I know that there is a problem because if the user inputs say 0999, the program will complain because it is less than 1000 but it is still a four-digit number. I have to fix that but I don't know how. Please, tell me if, besides that problem, the code looks good or not and help
me check for input lenght. Thanks.

Personally, I think I would use a string input, and use the handy string indexing abilities to change values, etc. Saves on much of the math, and you can swap digits much more easily.

The problem is that I don't have that knowledge yet. Do you know another way to check the input lenght besides what you suggested?

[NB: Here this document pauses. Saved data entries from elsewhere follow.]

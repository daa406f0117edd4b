//! Overlay color parsing.

use std::fmt;
use std::str::FromStr;

use crate::error::ColorError;

/// An opaque RGB overlay color, parsed from a `#RRGGBB` string.
///
/// Only the six-hex-digit form is accepted: no shorthand (`#F00`) and no
/// alpha channel. Opacity is supplied separately at compositing time.
#[derive(Debug, Clone, Copy, PartialEq, Eq)]
pub struct Color {
    pub r: u8,
    pub g: u8,
    pub b: u8,
}

impl Color {
    /// Build a color from raw channel values.
    pub const fn new(r: u8, g: u8, b: u8) -> Self {
        Self { r, g, b }
    }
}

impl FromStr for Color {
    type Err = ColorError;

    fn from_str(s: &str) -> Result<Self, Self::Err> {
        let digits = s
            .strip_prefix('#')
            .ok_or_else(|| ColorError::MissingHash(s.to_string()))?;

        if digits.len() != 6 {
            return Err(ColorError::InvalidLength(digits.len()));
        }

        let bytes = hex::decode(digits).map_err(|_| ColorError::InvalidHex(s.to_string()))?;
        Ok(Self {
            r: bytes[0],
            g: bytes[1],
            b: bytes[2],
        })
    }
}

impl fmt::Display for Color {
    fn fmt(&self, f: &mut fmt::Formatter<'_>) -> fmt::Result {
        write!(f, "#{:02X}{:02X}{:02X}", self.r, self.g, self.b)
    }
}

Well, that depends - what tools do you have available? Using cin >> number puts you at the mercy of the input stream's automatic translation, so that a leading zero is going to be removed every time. If you were to use something like this: #include <iostream>
#include <string>

int main(){
std::string original, encoded;

std::cout << "Enter the number: "
std::cin >> original;
if (original.length() != 4){
std::cout << "Number must be 4 digits!"
exit(0);
}
for (int i = 0; i < 4; i++){
if (!std::isdigit(original[i])){
std::cout << "Not a valid number!"
exit(0);
}
}
//Here you can use math on individual digits, knowing that '0' - 48 = 0
// to modify the digits, then use indexes to swap them
} you could test all the necessary things (length, is it a number, etc.)

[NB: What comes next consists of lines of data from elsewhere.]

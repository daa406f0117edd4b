//! Archive retrieval.
//!
//! Fetching is the only error-surfacing boundary of the extractor: a
//! failed download leaves nothing meaningful to return, so it propagates.
//! Everything downstream of the fetch is lenient.

use async_trait::async_trait;
use bytes::Bytes;
use tracing::{debug, info};

use crate::archive::images::{process_records, ExtractedImages};
use crate::archive::parser::parse_archive;
use crate::error::{ExtractError, FetchError};

/// Transport abstraction for retrieving a byte payload at a URL.
///
/// Implementations must be thread-safe. Timeouts are the implementation's
/// concern.
#[async_trait]
pub trait ArchiveFetcher: Send + Sync {
    /// Fetch the full payload at `url`.
    ///
    /// Must fail with [`FetchError::Status`] when the transport reports a
    /// non-success status.
    async fn fetch(&self, url: &str) -> Result<Bytes, FetchError>;
}

/// `reqwest`-backed [`ArchiveFetcher`].
#[derive(Debug, Clone, Default)]
pub struct HttpArchiveFetcher {
    client: reqwest::Client,
}

impl HttpArchiveFetcher {
    /// Create a fetcher with a fresh HTTP client.
    pub fn new() -> Self {
        Self::default()
    }
}

#[async_trait]
impl ArchiveFetcher for HttpArchiveFetcher {
    async fn fetch(&self, url: &str) -> Result<Bytes, FetchError> {
        let response = self
            .client
            .get(url)
            .send()
            .await
            .map_err(|e| FetchError::Transport {
                url: url.to_string(),
                message: e.to_string(),
            })?;

        let status = response.status();
        if !status.is_success() {
            return Err(FetchError::Status {
                url: url.to_string(),
                status: status.as_u16(),
            });
        }

        response.bytes().await.map_err(|e| FetchError::Transport {
            url: url.to_string(),
            message: e.to_string(),
        })
    }
}

/// Fetch a tar archive and extract its frame/slice-indexed images.
///
/// Fetch failures propagate; everything after the fetch is lenient, so a
/// corrupt archive or a set of non-conforming filenames yields an empty
/// (but successful) result.
pub async fn extract_images_from_url<F: ArchiveFetcher + ?Sized>(
    fetcher: &F,
    url: &str,
) -> Result<ExtractedImages, ExtractError> {
    debug!(url, "fetching image archive");
    let payload = fetcher.fetch(url).await?;

    let records = parse_archive(&payload);
    let extracted = process_records(records);

    info!(
        url,
        archive_bytes = payload.len(),
        images = extracted.len(),
        "image archive extracted"
    );
    Ok(extracted)
}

What did you mean by "knowing that '0' - 48 = 0" ?

Ah...it's an old trick. In C/C++, a char can be treated as a 1-byte integer, so that if I have char c = '0';
int x = c - 48;
cout << x;
the result printed out is 0 (the integer, not the char). Or, to put it in a loop:int x;
for (char c = '0'; c <= '9'; c++){
x = c - 48;
cout << x << endl;
} This will print out the digits from 0 to 9, after being converted from the chars '0' through '9'.

But why the number 48?

Oh...that's because in the ASCII code system, the code assigned to the character '0' is 48, and the other digits follow in order. A google search for 'ASCII chart' should provide plenty of answers.

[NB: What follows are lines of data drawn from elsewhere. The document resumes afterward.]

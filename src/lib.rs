//! # ngcseam
//!
//! Command-line front end for merging Fusion 360 post-processed LinuxCNC
//! programs, plus a Fusion 360 tool library to `tool.tbl` converter.
//!
//! ## Architecture
//!
//! 1. **ngcseam-core** - classification, segment extraction, normalization,
//!    assembly and validation of G-code programs
//! 2. **ngcseam-toollib** - tool library model and tool table rendering
//! 3. **ngcseam** - both binaries, argument handling and logging setup

pub mod cli;
pub mod tee;

pub use cli::{exit_status, MergeArgs, MergeInvocation, EXIT_FAILURE, EXIT_NO_NUMBERED_FILES};
pub use tee::TeeWriter;

/// Version string shown by `--version`
pub const LONG_VERSION: &str = concat!(env!("CARGO_PKG_VERSION"), " (built ", env!("BUILD_DATE"), ")");

/// Initialize logging
///
/// Sets up structured logging with:
/// - Output through `writer` (console, optionally mirrored to a log file)
/// - INFO by default, DEBUG with `verbose`
/// - RUST_LOG environment variable support
pub fn init_logging(verbose: bool, writer: TeeWriter) -> anyhow::Result<()> {
    use std::io::IsTerminal;
    use tracing_subscriber::fmt;
    use tracing_subscriber::prelude::*;
    use tracing_subscriber::EnvFilter;

    let level = if verbose {
        tracing::Level::DEBUG
    } else {
        tracing::Level::INFO
    };
    let env_filter = EnvFilter::builder()
        .with_default_directive(level.into())
        .from_env_lossy();

    let fmt_layer = fmt::layer()
        .with_ansi(ansi_enabled(writer.has_file(), std::io::stdout().is_terminal()))
        .with_writer(writer)
        .with_target(false)
        .with_level(true)
        .without_time();

    tracing_subscriber::registry()
        .with(env_filter)
        .with(fmt_layer)
        .try_init()?;

    Ok(())
}

/// Colour only reaches an interactive console, never a log file or a pipe
fn ansi_enabled(has_file: bool, stdout_is_terminal: bool) -> bool {
    !has_file && stdout_is_terminal
}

This program is all wrong. Let's say that the program only encrypts the numbers but don't swap them with each other. If the user inputs 1234, the program would print 9135. Notice how 1 became 9. Now, if the user inputs 6234, the program would also print 9135. I am mad :angry:

nothing: This program is all wrong. Let's say that the program only encrypts the numbers but don't swap them with each other. If the user inputs 1234, the program would print 9135. Notice how 1 became 9. Now, if the user inputs 6234, the program would also print 9135. I am mad

DNAunion: Perhaps instead of calling it encryption (which implies that the encrypted sequence can be decrypted to unambiguously recreate the original) they should have simply called it a one-way hashing algorithm.

Originally posted by Stuka
Well, that depends - what tools do you have available? Using cin >> number puts you at the mercy of the input stream's automatic translation, so that a leading zero is going to be removed every time. If you were to use something like this: #include <iostream>
#include <string>

int main(){
std::string original, encoded;

std::cout << "Enter the number: "
std::cin >> original;
if (original.length() != 4){
std::cout << "Number must be 4 digits!"
exit(0);
}
for (int i = 0; i < 4; i++){
if (!std::isdigit(original[i])){
std::cout << "Not a valid number!"
exit(0);
}
}
//Here you can use math on individual digits, knowing that '0' - 48 = 0
// to modify the digits, then use indexes to swap them
} you could test all the necessary things (length, is it a number, etc.)

Stuka, can you explain why you used exit(0) inside the if and the for statements, why you used for (int i = 0; i < 4; i++) and why you used (original[i]) (actually, I didn't understand the [i] thing. Thank you and sorry for all the questions.

DNAunion: If I may be allowed to reply.

nothing: Stuka, can you explain why you used exit(0) inside the if and the for statements,...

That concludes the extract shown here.